The video is not an influencer production or a planned expedition. It is a record from a resident who lives with the road and documents what happens in daily life.
The Brazil nut trees loaded with fruits that appear in the background confirm the location in Pará, in the region where the harvest of Brazil nuts depends on this same road to transport production.
In one section, the tractor tries to pull a truck that is not moving. It uncouples, repositions the winch, pulls again. The mud pushed by the winch forms mounds on the sides.
Motorcyclists try to pass and sink. A vehicle leaves with the bumper destroyed by the accumulated mud. The video’s author summarizes in one sentence: the winch did more work than the tractor itself.
How much does it cost Brazil to maintain the Transamazon highway in this condition?
Each mud pit that blocks the road for days represents cargo that does not arrive, products that spoil, fuel wasted in waiting, and the risk of accidents.
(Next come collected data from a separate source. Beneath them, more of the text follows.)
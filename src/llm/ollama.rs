//! Ollama (local) chat client.

use std::time::Duration;

use serde::{Deserialize, Serialize};

use super::{ChatMessage, LlmClient};
use crate::config::RlmSettings;
use crate::{Error, Result};

/// Client for a local Ollama `/api/chat` endpoint.
pub struct OllamaClient {
    endpoint: String,
    model: String,
    max_tokens: u32,
    client: reqwest::blocking::Client,
}

impl OllamaClient {
    /// Builds a client from RLM settings.
    ///
    /// # Errors
    ///
    /// Fails when the HTTP client cannot be constructed.
    pub fn from_settings(settings: &RlmSettings) -> Result<Self> {
        let client = reqwest::blocking::Client::builder()
            .timeout(Duration::from_millis(settings.timeout_ms))
            .build()
            .map_err(|e| Error::OperationFailed {
                operation: "build_http_client".to_string(),
                cause: e.to_string(),
            })?;
        Ok(Self {
            endpoint: settings.endpoint.trim_end_matches('/').to_string(),
            model: settings.model.clone(),
            max_tokens: settings.max_tokens,
            client,
        })
    }

    /// Overrides the completion token cap (the REPL uses a larger one).
    #[must_use]
    pub const fn with_max_tokens(mut self, max_tokens: u32) -> Self {
        self.max_tokens = max_tokens;
        self
    }

    fn request(&self, messages: &[ChatMessage]) -> Result<String> {
        tracing::info!(provider = "ollama", model = %self.model, "making LLM request");

        let request = ChatRequest {
            model: self.model.clone(),
            messages: messages.to_vec(),
            stream: false,
            options: ChatOptions {
                num_predict: self.max_tokens,
            },
        };

        let response = self
            .client
            .post(format!("{}/api/chat", self.endpoint))
            .json(&request)
            .send()
            .map_err(|e| {
                let error_kind = if e.is_timeout() {
                    "timeout"
                } else if e.is_connect() {
                    "connect"
                } else {
                    "request"
                };
                tracing::error!(
                    provider = "ollama",
                    model = %self.model,
                    error = %e,
                    error_kind,
                    "LLM request failed"
                );
                Error::OperationFailed {
                    operation: "ollama_request".to_string(),
                    cause: format!("{error_kind} error: {e}"),
                }
            })?;

        if !response.status().is_success() {
            let status = response.status();
            let body = response.text().unwrap_or_default();
            tracing::error!(
                provider = "ollama",
                model = %self.model,
                status = %status,
                "LLM API returned error status"
            );
            return Err(Error::OperationFailed {
                operation: "ollama_request".to_string(),
                cause: format!("API returned status: {status} - {body}"),
            });
        }

        let response: ChatResponse = response.json().map_err(|e| {
            tracing::error!(provider = "ollama", error = %e, "failed to parse LLM response");
            Error::OperationFailed {
                operation: "ollama_response".to_string(),
                cause: e.to_string(),
            }
        })?;

        Ok(response.message.content)
    }
}

impl LlmClient for OllamaClient {
    fn name(&self) -> &'static str {
        "ollama"
    }

    fn chat(&self, messages: &[ChatMessage]) -> Result<String> {
        self.request(messages)
    }
}

/// Request to the chat API.
#[derive(Debug, Serialize)]
struct ChatRequest {
    model: String,
    messages: Vec<ChatMessage>,
    stream: bool,
    options: ChatOptions,
}

#[derive(Debug, Serialize)]
struct ChatOptions {
    num_predict: u32,
}

/// Response from the chat API.
#[derive(Debug, Deserialize)]
struct ChatResponse {
    message: ResponseMessage,
}

#[derive(Debug, Deserialize)]
struct ResponseMessage {
    #[serde(default)]
    content: String,
}

#[cfg(test)]
mod tests {
    use super::*;

    #[test]
    fn test_from_settings_normalizes_endpoint() {
        let settings = RlmSettings {
            endpoint: "http://localhost:11434/".to_string(),
            ..RlmSettings::default()
        };
        let client = OllamaClient::from_settings(&settings).unwrap();
        assert_eq!(client.endpoint, "http://localhost:11434");
        assert_eq!(client.name(), "ollama");
    }

    #[test]
    fn test_request_serialization_shape() {
        let request = ChatRequest {
            model: "qwen2.5-coder".to_string(),
            messages: vec![ChatMessage::user("hi")],
            stream: false,
            options: ChatOptions { num_predict: 256 },
        };
        let json = serde_json::to_value(&request).unwrap();
        assert_eq!(json["stream"], false);
        assert_eq!(json["options"]["num_predict"], 256);
        assert_eq!(json["messages"][0]["role"], "user");
    }
}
The Transamazon highway was designed in the 1970s to integrate the Amazon with the rest of the country, but more than 50 years later, entire sections still function as dirt roads that become impassable for months each year.
The DNIT has already paved segments in urban areas and those with higher traffic, but the rural sections in the heart of Pará remain without a concrete completion forecast.
Meanwhile, it is residents, truck drivers, motorcyclists, and rural producers who pay the price with hours and days stuck in the mud, waiting for a tractor with a winch to decide who goes first.